SUPPLIED RECORDS.
****

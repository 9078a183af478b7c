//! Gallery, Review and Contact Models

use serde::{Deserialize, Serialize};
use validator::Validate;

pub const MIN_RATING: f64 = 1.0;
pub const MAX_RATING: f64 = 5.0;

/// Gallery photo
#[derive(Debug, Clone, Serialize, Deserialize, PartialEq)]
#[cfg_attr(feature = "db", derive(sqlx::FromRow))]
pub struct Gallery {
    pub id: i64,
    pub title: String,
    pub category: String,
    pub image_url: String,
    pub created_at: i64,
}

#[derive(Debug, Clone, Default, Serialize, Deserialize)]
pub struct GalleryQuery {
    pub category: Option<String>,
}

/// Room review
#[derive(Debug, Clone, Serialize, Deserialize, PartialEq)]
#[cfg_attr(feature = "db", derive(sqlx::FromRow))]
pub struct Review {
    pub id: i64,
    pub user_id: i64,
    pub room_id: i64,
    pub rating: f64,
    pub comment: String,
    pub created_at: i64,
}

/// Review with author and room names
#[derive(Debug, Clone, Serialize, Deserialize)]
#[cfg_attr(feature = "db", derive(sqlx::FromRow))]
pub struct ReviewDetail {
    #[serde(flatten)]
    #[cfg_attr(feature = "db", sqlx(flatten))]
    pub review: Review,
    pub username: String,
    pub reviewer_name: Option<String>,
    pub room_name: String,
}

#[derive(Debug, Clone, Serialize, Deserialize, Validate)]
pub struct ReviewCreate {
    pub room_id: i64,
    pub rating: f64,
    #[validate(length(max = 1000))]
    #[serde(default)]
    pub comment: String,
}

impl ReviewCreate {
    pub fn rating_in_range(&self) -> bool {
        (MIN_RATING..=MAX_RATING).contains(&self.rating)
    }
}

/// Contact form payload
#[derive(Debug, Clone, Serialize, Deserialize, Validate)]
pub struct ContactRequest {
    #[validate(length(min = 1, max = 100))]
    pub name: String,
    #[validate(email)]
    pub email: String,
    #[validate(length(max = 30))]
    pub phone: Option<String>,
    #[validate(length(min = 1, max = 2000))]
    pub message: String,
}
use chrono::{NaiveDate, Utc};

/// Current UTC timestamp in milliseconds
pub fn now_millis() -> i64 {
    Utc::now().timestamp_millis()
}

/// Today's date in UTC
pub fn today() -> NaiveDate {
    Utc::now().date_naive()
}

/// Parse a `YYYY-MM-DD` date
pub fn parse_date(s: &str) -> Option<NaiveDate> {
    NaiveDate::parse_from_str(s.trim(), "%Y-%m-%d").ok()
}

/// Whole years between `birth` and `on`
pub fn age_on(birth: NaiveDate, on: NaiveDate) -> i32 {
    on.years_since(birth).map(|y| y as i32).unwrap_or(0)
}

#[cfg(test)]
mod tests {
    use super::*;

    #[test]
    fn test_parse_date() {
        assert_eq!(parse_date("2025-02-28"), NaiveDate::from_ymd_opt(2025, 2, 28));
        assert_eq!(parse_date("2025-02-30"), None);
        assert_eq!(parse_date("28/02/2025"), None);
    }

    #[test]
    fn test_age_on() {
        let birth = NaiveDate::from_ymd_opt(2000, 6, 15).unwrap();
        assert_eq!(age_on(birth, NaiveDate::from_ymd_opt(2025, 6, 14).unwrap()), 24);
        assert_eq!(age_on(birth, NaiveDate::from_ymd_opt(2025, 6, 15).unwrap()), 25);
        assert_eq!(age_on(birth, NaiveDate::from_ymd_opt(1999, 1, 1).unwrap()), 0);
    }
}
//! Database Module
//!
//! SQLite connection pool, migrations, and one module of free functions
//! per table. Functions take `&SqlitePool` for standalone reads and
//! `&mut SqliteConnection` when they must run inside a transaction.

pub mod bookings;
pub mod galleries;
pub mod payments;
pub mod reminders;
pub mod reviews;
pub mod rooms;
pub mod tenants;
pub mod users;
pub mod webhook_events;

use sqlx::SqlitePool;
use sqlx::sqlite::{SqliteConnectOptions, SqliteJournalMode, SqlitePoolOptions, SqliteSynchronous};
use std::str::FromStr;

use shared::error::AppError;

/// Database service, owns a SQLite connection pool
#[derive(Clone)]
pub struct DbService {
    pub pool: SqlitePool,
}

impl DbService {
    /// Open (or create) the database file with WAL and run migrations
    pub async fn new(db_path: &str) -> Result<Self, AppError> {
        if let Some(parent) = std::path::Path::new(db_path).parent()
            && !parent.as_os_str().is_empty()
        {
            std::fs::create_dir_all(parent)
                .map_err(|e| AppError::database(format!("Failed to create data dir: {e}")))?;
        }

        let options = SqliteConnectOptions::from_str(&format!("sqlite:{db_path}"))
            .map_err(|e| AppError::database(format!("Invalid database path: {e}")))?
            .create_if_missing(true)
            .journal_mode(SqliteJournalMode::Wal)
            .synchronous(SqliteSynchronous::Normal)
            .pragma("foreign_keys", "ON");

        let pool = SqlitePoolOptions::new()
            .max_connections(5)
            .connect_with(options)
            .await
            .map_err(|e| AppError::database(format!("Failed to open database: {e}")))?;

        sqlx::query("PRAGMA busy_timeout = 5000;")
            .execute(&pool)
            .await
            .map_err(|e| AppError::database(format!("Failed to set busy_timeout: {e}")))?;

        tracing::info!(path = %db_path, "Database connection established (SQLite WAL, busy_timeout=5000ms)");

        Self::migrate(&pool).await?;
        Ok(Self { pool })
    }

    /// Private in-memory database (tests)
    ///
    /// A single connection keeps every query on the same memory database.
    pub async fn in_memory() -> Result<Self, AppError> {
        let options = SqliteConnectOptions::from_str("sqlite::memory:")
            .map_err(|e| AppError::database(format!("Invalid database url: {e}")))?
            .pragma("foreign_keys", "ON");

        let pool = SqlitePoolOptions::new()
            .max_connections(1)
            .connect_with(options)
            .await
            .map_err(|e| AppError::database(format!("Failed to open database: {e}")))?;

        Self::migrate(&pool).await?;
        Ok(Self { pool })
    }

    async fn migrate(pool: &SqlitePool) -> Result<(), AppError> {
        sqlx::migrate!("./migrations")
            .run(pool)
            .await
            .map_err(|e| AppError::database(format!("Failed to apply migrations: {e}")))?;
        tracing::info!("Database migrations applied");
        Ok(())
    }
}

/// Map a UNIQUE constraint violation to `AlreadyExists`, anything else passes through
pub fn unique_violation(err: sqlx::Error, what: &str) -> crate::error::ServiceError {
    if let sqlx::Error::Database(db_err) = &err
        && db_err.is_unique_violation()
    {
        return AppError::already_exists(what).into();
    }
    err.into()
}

****

WORK REQUEST. Copy out the records above exactly and completely.

RESULT OF THIS TASK.
repository 9078a183af478b7c
//! Gallery, Review and Contact Models

use serde::{Deserialize, Serialize};
use validator::Validate;

pub const MIN_RATING: f64 = 1.0;
pub const MAX_RATING: f64 = 5.0;

/// Gallery photo
#[derive(Debug, Clone, Serialize, Deserialize, PartialEq)]
#[cfg_attr(feature = "db", derive(sqlx::FromRow))]
pub struct Gallery {
    pub id: i64,
    pub title: String,
    pub category: String,
    pub image_url: String,
    pub created_at: i64,
}

#[derive(Debug, Clone, Default, Serialize, Deserialize)]
pub struct GalleryQuery {
    pub category: Option<String>,
}

/// Room review
#[derive(Debug, Clone, Serialize, Deserialize, PartialEq)]
#[cfg_attr(feature = "db", derive(sqlx::FromRow))]
pub struct Review {
    pub id: i64,
    pub user_id: i64,
    pub room_id: i64,
    pub rating: f64,
    pub comment: String,
    pub created_at: i64,
}

/// Review with author and room names
#[derive(Debug, Clone, Serialize, Deserialize)]
#[cfg_attr(feature = "db", derive(sqlx::FromRow))]
pub struct ReviewDetail {
    #[serde(flatten)]
    #[cfg_attr(feature = "db", sqlx(flatten))]
    pub review: Review,
    pub username: String,
    pub reviewer_name: Option<String>,
    pub room_name: String,
}

#[derive(Debug, Clone, Serialize, Deserialize, Validate)]
pub struct ReviewCreate {
    pub room_id: i64,
    pub rating: f64,
    #[validate(length(max = 1000))]
    #[serde(default)]
    pub comment: String,
}

impl ReviewCreate {
    pub fn rating_in_range(&self) -> bool {
        (MIN_RATING..=MAX_RATING).contains(&self.rating)
    }
}

/// Contact form payload
#[derive(Debug, Clone, Serialize, Deserialize, Validate)]
pub struct ContactRequest {
    #[validate(length(min = 1, max = 100))]
    pub name: String,
    #[validate(email)]
    pub email: String,
    #[validate(length(max = 30))]
    pub phone: Option<String>,
    #[validate(length(min = 1, max = 2000))]
    pub message: String,
}
use chrono::{NaiveDate, Utc};

/// Current UTC timestamp in milliseconds
pub fn now_millis() -> i64 {
    Utc::now().timestamp_millis()
}

/// Today's date in UTC
pub fn today() -> NaiveDate {
    Utc::now().date_naive()
}

/// Parse a `YYYY-MM-DD` date
pub fn parse_date(s: &str) -> Option<NaiveDate> {
    NaiveDate::parse_from_str(s.trim(), "%Y-%m-%d").ok()
}

/// Whole years between `birth` and `on`
pub fn age_on(birth: NaiveDate, on: NaiveDate) -> i32 {
    on.years_since(birth).map(|y| y as i32).unwrap_or(0)
}

#[cfg(test)]
mod tests {
    use super::*;

    #[test]
    fn test_parse_date() {
        assert_eq!(parse_date("2025-02-28"), NaiveDate::from_ymd_opt(2025, 2, 28));
        assert_eq!(parse_date("2025-02-30"), None);
        assert_eq!(parse_date("28/02/2025"), None);
    }

    #[test]
    fn test_age_on() {
        let birth = NaiveDate::from_ymd_opt(2000, 6, 15).unwrap();
        assert_eq!(age_on(birth, NaiveDate::from_ymd_opt(2025, 6, 14).unwrap()), 24);
        assert_eq!(age_on(birth, NaiveDate::from_ymd_opt(2025, 6, 15).unwrap()), 25);
        assert_eq!(age_on(birth, NaiveDate::from_ymd_opt(1999, 1, 1).unwrap()), 0);
    }
}
//! Database Module
//!
//! SQLite connection pool, migrations, and one module of free functions
//! per table. Functions take `&SqlitePool` for standalone reads and
//! `&mut SqliteConnection` when they must run inside a transaction.

pub mod bookings;
pub mod galleries;
pub mod payments;
pub mod reminders;
pub mod reviews;
pub mod rooms;
pub mod tenants;
pub mod users;
pub mod webhook_events;

use sqlx::SqlitePool;
use sqlx::sqlite::{SqliteConnectOptions, SqliteJournalMode, SqlitePoolOptions, SqliteSynchronous};
use std::str::FromStr;

use shared::error::AppError;

/// Database service, owns a SQLite connection pool
#[derive(Clone)]
pub struct DbService {
    pub pool: SqlitePool,
}

impl DbService {
    /// Open (or create) the database file with WAL and run migrations
    pub async fn new(db_path: &str) -> Result<Self, AppError> {
        if let Some(parent) = std::path::Path::new(db_path).parent()
            && !parent.as_os_str().is_empty()
        {
            std::fs::create_dir_all(parent)
                .map_err(|e| AppError::database(format!("Failed to create data dir: {e}")))?;
        }

        let options = SqliteConnectOptions::from_str(&format!("sqlite:{db_path}"))
            .map_err(|e| AppError::database(format!("Invalid database path: {e}")))?
            .create_if_missing(true)
            .journal_mode(SqliteJournalMode::Wal)
            .synchronous(SqliteSynchronous::Normal)
            .pragma("foreign_keys", "ON");

        let pool = SqlitePoolOptions::new()
            .max_connections(5)
            .connect_with(options)
            .await
            .map_err(|e| AppError::database(format!("Failed to open database: {e}")))?;

        sqlx::query("PRAGMA busy_timeout = 5000;")
            .execute(&pool)
            .await
            .map_err(|e| AppError::database(format!("Failed to set busy_timeout: {e}")))?;

        tracing::info!(path = %db_path, "Database connection established (SQLite WAL, busy_timeout=5000ms)");

        Self::migrate(&pool).await?;
        Ok(Self { pool })
    }

    /// Private in-memory database (tests)
    ///
    /// A single connection keeps every query on the same memory database.
    pub async fn in_memory() -> Result<Self, AppError> {
        let options = SqliteConnectOptions::from_str("sqlite::memory:")
            .map_err(|e| AppError::database(format!("Invalid database url: {e}")))?
            .pragma("foreign_keys", "ON");

        let pool = SqlitePoolOptions::new()
            .max_connections(1)
            .connect_with(options)
            .await
            .map_err(|e| AppError::database(format!("Failed to open database: {e}")))?;

        Self::migrate(&pool).await?;
        Ok(Self { pool })
    }

    async fn migrate(pool: &SqlitePool) -> Result<(), AppError> {
        sqlx::migrate!("./migrations")
            .run(pool)
            .await
            .map_err(|e| AppError::database(format!("Failed to apply migrations: {e}")))?;
        tracing::info!("Database migrations applied");
        Ok(())
    }
}

/// Map a UNIQUE constraint violation to `AlreadyExists`, anything else passes through
pub fn unique_violation(err: sqlx::Error, what: &str) -> crate::error::ServiceError {
    if let sqlx::Error::Database(db_err) = &err
        && db_err.is_unique_violation()
    {
        return AppError::already_exists(what).into();
    }
    err.into()
}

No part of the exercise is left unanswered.